Scientific classification
- Kingdom: Animalia
- Phylum: Chordata
- Class: Mammalia
- Order: Rodentia
- Family: Cricetidae
- Subfamily: Sigmodontinae
- Genus: †Megalomys
- Species: †M. desmarestii
- Binomial name: †Megalomys desmarestii (J. Fischer, 1829)

= Megalomys desmarestii =

- Genus: Megalomys
- Species: desmarestii
- Authority: (J. Fischer, 1829)
- Conservation status: EX

Extinct species of rodent

Megalomys desmarestii, also known as the Martinique muskrat, Desmarest's pilorie, or the Martinique giant rice rat, is an extinct rice rat from Martinique in the Caribbean. It was among the largest species of West Indian rice rats, growing to a length of around 36 cm, and weighed about a kilogram. It was black dorsally and white ventrally, with a long tail and small head. It was common on Martinique until the end of the 19th century and likely went extinct by 1902, primarily due to predation by introduced small Indian mongooses.

==Taxonomy==
The Martinique muskrat was formally described by Johann Baptist Fischer in 1829.

==Description==
The Martinique muskrat was among the largest species of West Indian rice rats, as big as a cat, and was one of the first Caribbean mammals to become extinct during the 20th century. It grew to a length of around 36 cm and weighed about a kilogram. The species had a pelage of long, dense fur, which grew everywhere but the feet and ears.

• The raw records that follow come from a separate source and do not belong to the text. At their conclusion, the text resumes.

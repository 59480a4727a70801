use std::path::PathBuf;

use anyhow::{anyhow, bail};
use serde_json::Value;
use taskboard_core::{JobRequest, JobType};

pub const USAGE: &str = "\
usage: taskboard <crawl|scrape|clean|prepare|train> [key=value ...] [--source NAME] [--config PATH]

Starts a backend job and follows its log stream until it finishes.
Values parse as JSON when they can (seasons_to_crawl=3), otherwise as text.
Type `c` and Enter while the job runs to cancel it.

examples:
  taskboard clean competition=Bundesliga
  taskboard crawl competition_stats_href=/en/comps/20/history seasons_to_crawl=3";

#[derive(Debug, Clone, PartialEq)]
pub enum Command {
    Help,
    Run {
        request: JobRequest,
        config_path: Option<PathBuf>,
    },
}

pub fn parse_args<I>(args: I) -> anyhow::Result<Command>
where
    I: IntoIterator<Item = String>,
{
    let mut args = args.into_iter();
    let mut job_type: Option<JobType> = None;
    let mut source: Option<String> = None;
    let mut config_path: Option<PathBuf> = None;
    let mut parameters: Vec<(String, Value)> = Vec::new();

    while let Some(arg) = args.next() {
        match arg.as_str() {
            "-h" | "--help" => return Ok(Command::Help),
            "--source" => {
                source = Some(args.next().ok_or_else(|| anyhow!("--source needs a value"))?);
            }
            "--config" => {
                let path = args.next().ok_or_else(|| anyhow!("--config needs a path"))?;
                config_path = Some(PathBuf::from(path));
            }
            flag if flag.starts_with("--") => bail!("unknown option {flag}"),
            _ if job_type.is_none() => job_type = Some(arg.parse()?),
            _ => parameters.push(parse_parameter(&arg)?),
        }
    }

    let job_type = job_type.ok_or_else(|| anyhow!("missing job type"))?;
    let mut request = JobRequest::new(job_type);
    if let Some(source) = source {
        request = request.with_source(source);
    }
    for (key, value) in parameters {
        request = request.with_parameter(key, value);
    }
    Ok(Command::Run {
        request,
        config_path,
    })
}

fn parse_parameter(arg: &str) -> anyhow::Result<(String, Value)> {
    let (key, raw) = arg
        .split_once('=')
        .ok_or_else(|| anyhow!("parameter '{arg}' must look like key=value"))?;
    let key = key.trim();
    if key.is_empty() {
        bail!("parameter '{arg}' has an empty key");
    }
    let value = serde_json::from_str(raw).unwrap_or_else(|_| Value::String(raw.to_string()));
    Ok((key.to_string(), value))
}
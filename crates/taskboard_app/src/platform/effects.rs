use std::time::Duration;

use engine_logging::{engine_debug, engine_info};
use taskboard_core::{Effect, Msg};
use taskboard_engine::{EngineEvent, EngineHandle};

/// Executes IO effects on the engine and turns engine events back into messages.
pub struct EffectRunner {
    engine: EngineHandle,
}

impl EffectRunner {
    pub fn new(engine: EngineHandle) -> Self {
        Self { engine }
    }

    /// Runs one IO effect. Returns the effect back if it is not an engine concern.
    pub fn run(&self, effect: Effect) -> Option<Effect> {
        match effect {
            Effect::Dispatch { run_id, request } => {
                engine_info!(
                    "Dispatch run_id={} job={}/{} parameters={}",
                    run_id,
                    request.source,
                    request.job_type,
                    request.parameters.len()
                );
                self.engine.dispatch(run_id, request);
                None
            }
            Effect::OpenStream { run_id, handle } => {
                engine_info!("OpenStream run_id={} logfile={}", run_id, handle.log_stream_id);
                self.engine.open_stream(run_id, handle);
                None
            }
            Effect::CloseStream { run_id } => {
                engine_info!("CloseStream run_id={}", run_id);
                self.engine.close_stream(run_id);
                None
            }
            other @ Effect::Notify(_) => Some(other),
        }
    }

    /// Wait up to `timeout` for the next engine event, mapped to a message.
    pub fn next_msg(&self, timeout: Duration) -> Option<Msg> {
        self.engine.recv_timeout(timeout).map(map_event)
    }
}

fn map_event(event: EngineEvent) -> Msg {
    match event {
        EngineEvent::Dispatched {
            run_id,
            result: Ok(handle),
        } => Msg::DispatchSucceeded { run_id, handle },
        EngineEvent::Dispatched {
            run_id,
            result: Err(err),
        } => {
            engine_debug!("Run {} dispatch error: {:?}", run_id, err);
            Msg::DispatchFailed {
                run_id,
                reason: err.to_string(),
            }
        }
        EngineEvent::Log { run_id, data, done } => Msg::LogReceived {
            run_id,
            payload: data,
            terminal: done,
        },
        EngineEvent::StreamFailed { run_id, error } => {
            engine_debug!("Run {} stream error: {:?}", run_id, error);
            Msg::StreamFailed {
                run_id,
                reason: error.to_string(),
            }
        }
    }
}
use std::collections::VecDeque;

use bytes::Bytes;
use engine_logging::engine_debug;
use futures_util::stream::BoxStream;
use futures_util::StreamExt;
use reqwest::header::{ACCEPT, CACHE_CONTROL};
use taskboard_core::JobHandle;
use url::Url;

use crate::settings::endpoint;
use crate::sse::SseDecoder;
use crate::stream::{Connector, Transport};
use crate::{EngineError, EngineSettings, StreamError};

/// Connects to `GET {base}/logfiles/stream?logfile=<id>`.
#[derive(Debug, Clone)]
pub struct ReqwestConnector {
    client: reqwest::Client,
    base_url: Url,
}

impl ReqwestConnector {
    pub fn new(settings: &EngineSettings) -> Result<Self, EngineError> {
        let base_url = settings.parsed_base_url()?;
        // No overall timeout: the stream stays open for the whole job.
        let client = reqwest::Client::builder()
            .connect_timeout(settings.connect_timeout)
            .build()
            .map_err(|err| EngineError::Client(err.to_string()))?;
        Ok(Self { client, base_url })
    }

    pub fn stream_url(&self, handle: &JobHandle) -> Url {
        let mut url = endpoint(&self.base_url, &["logfiles", "stream"]);
        url.query_pairs_mut()
            .append_pair("logfile", &handle.log_stream_id);
        url
    }
}

#[async_trait::async_trait]
impl Connector for ReqwestConnector {
    type Transport = SseTransport;

    async fn connect(&self, handle: &JobHandle) -> Result<SseTransport, StreamError> {
        let url = self.stream_url(handle);
        engine_debug!("GET {}", url);
        let response = self
            .client
            .get(url)
            .header(ACCEPT, "text/event-stream")
            .header(CACHE_CONTROL, "no-cache")
            .send()
            .await
            .map_err(|err| StreamError::ConnectionFailed(err.to_string()))?;

        let status = response.status();
        if !status.is_success() {
            return Err(StreamError::ConnectionFailed(format!("http status {status}")));
        }
        Ok(SseTransport::new(response.bytes_stream().boxed()))
    }
}

/// Server-sent-events transport over a streamed response body.
pub struct SseTransport {
    body: Option<BoxStream<'static, reqwest::Result<Bytes>>>,
    decoder: SseDecoder,
    pending: VecDeque<String>,
}

impl SseTransport {
    fn new(body: BoxStream<'static, reqwest::Result<Bytes>>) -> Self {
        Self {
            body: Some(body),
            decoder: SseDecoder::new(),
            pending: VecDeque::new(),
        }
    }
}

#[async_trait::async_trait]
impl Transport for SseTransport {
    async fn next_message(&mut self) -> Option<Result<String, StreamError>> {
        loop {
            if let Some(message) = self.pending.pop_front() {
                return Some(Ok(message));
            }
            let body = self.body.as_mut()?;
            match body.next().await {
                Some(Ok(chunk)) => match self.decoder.feed(&chunk) {
                    Ok(messages) => self.pending.extend(messages),
                    Err(err) => return Some(Err(err)),
                },
                Some(Err(err)) => return Some(Err(StreamError::AbortedByServer(err.to_string()))),
                // An unterminated trailing event is discarded, as browsers do.
                None => return None,
            }
        }
    }

    fn release(&mut self) {
        self.body = None;
        self.pending.clear();
    }
}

The fur was jet black above and cream-white below. The tail was black dorsally and white ventrally. It was also unusually elongate, being the size of the rest of the body. It had a small, rounded head with a fairly short snout. It may have been semi-aquatic, as it was known to escape into the sea when pursued by predators, but it never swam away from the island.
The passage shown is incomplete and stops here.